Exercise aim | Search the records for the string "profile", then copy each line where it appears.
====== Material shown ======
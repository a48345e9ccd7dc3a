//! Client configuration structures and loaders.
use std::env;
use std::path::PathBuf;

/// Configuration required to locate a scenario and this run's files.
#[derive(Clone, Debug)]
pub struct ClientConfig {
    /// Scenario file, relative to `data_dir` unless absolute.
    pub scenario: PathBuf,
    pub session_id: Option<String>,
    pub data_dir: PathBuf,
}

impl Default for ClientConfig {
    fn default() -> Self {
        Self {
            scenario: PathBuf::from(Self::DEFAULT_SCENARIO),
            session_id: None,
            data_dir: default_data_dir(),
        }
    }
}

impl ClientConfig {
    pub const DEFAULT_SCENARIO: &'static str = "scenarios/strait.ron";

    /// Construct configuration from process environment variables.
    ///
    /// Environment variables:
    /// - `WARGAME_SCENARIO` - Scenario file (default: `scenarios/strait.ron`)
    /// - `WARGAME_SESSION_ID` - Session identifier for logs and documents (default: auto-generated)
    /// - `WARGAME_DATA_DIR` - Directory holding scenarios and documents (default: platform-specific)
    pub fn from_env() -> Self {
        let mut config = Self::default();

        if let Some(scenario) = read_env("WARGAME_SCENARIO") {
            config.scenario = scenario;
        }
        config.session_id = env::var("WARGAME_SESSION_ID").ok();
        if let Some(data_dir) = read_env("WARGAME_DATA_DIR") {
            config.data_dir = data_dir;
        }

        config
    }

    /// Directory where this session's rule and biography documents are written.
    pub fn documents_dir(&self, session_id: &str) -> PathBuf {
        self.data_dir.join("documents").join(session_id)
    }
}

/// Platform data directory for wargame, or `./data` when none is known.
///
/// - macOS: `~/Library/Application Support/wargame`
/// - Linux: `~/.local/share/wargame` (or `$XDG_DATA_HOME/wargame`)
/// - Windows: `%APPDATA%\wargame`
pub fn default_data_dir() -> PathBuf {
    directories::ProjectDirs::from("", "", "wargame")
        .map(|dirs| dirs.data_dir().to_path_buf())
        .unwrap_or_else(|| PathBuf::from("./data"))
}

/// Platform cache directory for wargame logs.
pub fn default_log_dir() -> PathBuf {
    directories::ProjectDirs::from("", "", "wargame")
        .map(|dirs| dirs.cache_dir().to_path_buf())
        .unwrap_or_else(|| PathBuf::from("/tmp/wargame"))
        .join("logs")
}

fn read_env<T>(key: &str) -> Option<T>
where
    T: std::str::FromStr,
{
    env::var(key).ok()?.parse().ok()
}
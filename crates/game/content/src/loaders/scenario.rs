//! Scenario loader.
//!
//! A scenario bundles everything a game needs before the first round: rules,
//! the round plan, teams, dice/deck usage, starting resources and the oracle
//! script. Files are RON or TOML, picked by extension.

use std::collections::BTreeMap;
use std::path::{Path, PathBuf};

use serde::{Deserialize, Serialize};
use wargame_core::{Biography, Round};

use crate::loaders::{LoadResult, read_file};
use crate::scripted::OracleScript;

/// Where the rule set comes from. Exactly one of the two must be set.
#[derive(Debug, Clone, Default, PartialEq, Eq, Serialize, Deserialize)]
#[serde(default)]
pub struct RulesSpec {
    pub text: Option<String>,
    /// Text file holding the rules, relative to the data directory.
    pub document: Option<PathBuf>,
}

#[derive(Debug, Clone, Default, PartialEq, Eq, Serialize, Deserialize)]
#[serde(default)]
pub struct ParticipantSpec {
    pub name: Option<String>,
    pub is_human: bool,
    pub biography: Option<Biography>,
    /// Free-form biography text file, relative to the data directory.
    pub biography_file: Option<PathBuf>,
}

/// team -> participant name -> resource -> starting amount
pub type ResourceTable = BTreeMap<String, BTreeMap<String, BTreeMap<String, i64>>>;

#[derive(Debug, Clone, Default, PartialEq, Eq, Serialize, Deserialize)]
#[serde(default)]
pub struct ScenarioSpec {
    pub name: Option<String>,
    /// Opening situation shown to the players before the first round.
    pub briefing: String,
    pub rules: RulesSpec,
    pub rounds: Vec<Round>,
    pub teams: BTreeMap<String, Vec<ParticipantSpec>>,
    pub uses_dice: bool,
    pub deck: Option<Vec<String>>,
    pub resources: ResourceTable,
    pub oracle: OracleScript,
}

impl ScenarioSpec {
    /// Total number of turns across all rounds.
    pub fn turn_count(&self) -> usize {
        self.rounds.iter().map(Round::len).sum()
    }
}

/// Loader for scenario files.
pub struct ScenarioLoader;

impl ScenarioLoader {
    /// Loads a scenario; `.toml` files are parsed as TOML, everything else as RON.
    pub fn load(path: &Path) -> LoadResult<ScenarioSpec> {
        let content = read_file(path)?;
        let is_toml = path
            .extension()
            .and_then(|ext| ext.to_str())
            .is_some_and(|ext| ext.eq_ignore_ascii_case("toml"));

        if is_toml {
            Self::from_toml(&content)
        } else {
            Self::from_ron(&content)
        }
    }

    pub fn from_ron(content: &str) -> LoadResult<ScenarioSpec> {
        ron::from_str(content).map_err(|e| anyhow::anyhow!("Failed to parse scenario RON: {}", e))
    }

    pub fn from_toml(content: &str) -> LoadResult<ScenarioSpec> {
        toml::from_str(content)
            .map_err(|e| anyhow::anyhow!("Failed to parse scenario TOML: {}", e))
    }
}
======
====== Material shown ======
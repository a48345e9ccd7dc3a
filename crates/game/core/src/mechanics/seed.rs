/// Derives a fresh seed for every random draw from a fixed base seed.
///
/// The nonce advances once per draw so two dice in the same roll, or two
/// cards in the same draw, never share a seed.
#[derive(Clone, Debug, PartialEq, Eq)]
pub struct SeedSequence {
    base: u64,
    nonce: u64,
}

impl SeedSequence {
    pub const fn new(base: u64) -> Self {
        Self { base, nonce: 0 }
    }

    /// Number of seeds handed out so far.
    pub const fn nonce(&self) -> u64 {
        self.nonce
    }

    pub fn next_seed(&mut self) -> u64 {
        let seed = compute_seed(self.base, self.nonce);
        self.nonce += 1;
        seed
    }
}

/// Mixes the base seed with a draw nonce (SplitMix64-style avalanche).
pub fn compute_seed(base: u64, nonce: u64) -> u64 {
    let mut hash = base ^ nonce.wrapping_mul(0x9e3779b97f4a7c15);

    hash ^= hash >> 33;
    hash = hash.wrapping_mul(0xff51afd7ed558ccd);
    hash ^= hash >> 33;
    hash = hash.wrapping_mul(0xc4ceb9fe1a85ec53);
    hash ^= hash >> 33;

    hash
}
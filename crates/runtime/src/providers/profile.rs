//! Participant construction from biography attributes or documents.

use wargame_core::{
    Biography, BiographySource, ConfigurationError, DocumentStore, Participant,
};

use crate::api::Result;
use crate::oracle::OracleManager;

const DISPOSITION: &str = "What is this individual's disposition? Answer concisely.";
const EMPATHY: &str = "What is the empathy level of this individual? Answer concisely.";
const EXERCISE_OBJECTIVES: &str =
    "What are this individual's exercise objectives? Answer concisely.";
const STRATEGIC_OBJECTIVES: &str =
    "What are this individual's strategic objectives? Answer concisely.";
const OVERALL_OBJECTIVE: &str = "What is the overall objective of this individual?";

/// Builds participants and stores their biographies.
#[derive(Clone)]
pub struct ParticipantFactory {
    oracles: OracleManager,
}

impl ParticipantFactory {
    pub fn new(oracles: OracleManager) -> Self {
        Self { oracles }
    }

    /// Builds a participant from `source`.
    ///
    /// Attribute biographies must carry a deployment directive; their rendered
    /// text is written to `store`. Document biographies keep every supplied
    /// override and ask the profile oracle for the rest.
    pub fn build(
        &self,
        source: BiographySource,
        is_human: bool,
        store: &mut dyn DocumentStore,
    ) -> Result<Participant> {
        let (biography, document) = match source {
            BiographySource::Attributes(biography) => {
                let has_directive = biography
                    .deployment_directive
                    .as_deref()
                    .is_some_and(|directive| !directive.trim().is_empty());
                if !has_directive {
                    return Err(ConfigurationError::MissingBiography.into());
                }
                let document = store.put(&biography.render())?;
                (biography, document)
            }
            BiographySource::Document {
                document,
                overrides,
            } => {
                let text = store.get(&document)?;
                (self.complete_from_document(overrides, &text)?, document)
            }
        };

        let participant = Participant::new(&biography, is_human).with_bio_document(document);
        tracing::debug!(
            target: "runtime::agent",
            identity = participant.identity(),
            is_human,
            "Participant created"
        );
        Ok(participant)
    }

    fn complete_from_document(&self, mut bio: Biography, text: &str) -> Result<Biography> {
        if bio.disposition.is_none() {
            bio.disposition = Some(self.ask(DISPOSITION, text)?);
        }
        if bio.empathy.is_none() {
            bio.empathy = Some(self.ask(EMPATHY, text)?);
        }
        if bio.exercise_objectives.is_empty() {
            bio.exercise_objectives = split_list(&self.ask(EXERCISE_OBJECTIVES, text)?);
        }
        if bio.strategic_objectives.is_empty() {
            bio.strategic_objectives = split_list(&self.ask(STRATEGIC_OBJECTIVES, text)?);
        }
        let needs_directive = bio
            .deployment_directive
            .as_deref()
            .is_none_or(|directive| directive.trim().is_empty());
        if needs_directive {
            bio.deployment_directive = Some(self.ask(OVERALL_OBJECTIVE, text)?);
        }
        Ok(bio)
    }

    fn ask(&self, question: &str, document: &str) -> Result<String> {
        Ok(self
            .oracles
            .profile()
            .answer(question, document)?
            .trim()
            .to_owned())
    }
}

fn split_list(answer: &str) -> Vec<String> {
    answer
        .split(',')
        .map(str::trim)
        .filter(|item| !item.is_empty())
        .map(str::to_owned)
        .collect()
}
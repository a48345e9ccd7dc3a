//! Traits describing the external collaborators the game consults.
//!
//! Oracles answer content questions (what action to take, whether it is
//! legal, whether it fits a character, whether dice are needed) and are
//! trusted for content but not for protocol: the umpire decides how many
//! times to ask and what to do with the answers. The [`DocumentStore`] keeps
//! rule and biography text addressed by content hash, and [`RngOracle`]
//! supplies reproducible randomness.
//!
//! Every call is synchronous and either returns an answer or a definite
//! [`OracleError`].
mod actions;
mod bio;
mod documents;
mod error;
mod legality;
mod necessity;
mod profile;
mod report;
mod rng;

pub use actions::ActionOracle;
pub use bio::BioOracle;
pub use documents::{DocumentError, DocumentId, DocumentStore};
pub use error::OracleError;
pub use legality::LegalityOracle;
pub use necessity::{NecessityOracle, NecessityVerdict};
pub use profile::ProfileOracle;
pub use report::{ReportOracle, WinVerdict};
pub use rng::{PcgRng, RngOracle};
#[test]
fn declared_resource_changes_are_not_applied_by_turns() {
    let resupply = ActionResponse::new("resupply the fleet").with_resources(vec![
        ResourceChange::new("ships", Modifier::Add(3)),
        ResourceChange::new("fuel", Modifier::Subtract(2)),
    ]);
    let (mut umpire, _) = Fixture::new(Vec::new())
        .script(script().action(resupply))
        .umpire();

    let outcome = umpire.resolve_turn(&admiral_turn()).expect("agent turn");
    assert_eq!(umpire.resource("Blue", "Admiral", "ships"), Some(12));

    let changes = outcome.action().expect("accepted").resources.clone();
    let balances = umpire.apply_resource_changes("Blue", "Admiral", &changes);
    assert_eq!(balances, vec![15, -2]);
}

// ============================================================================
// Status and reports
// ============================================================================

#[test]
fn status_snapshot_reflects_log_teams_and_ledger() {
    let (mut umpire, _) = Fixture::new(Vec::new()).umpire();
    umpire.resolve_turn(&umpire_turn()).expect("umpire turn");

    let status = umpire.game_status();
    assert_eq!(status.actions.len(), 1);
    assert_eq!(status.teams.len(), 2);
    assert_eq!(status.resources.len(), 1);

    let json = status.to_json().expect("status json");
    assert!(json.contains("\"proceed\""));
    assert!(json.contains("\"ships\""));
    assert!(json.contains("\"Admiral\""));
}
======
====== Material shown ======
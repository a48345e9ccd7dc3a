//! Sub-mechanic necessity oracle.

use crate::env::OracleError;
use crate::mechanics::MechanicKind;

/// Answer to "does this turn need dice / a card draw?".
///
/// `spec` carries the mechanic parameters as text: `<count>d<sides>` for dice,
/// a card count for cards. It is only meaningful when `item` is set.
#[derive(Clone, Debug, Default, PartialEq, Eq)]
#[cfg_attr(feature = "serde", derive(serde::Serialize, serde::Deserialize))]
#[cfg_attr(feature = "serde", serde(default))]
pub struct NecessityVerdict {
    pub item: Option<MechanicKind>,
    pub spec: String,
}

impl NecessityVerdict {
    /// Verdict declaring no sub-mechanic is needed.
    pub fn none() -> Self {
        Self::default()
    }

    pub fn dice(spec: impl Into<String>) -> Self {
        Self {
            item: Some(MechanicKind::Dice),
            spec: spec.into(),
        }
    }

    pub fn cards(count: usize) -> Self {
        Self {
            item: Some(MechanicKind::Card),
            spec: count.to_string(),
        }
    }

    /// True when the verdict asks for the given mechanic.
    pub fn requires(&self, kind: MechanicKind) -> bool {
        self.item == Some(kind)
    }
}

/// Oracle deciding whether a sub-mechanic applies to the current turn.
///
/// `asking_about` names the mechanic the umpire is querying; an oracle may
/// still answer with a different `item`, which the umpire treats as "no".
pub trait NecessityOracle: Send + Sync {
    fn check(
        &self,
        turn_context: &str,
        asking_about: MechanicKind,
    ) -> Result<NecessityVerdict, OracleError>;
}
======
Answer section |
filename crates/runtime/src/providers/profile.rs
    /// override and ask the profile oracle for the rest.
            .profile()
mod profile;
pub use profile::ProfileOracle;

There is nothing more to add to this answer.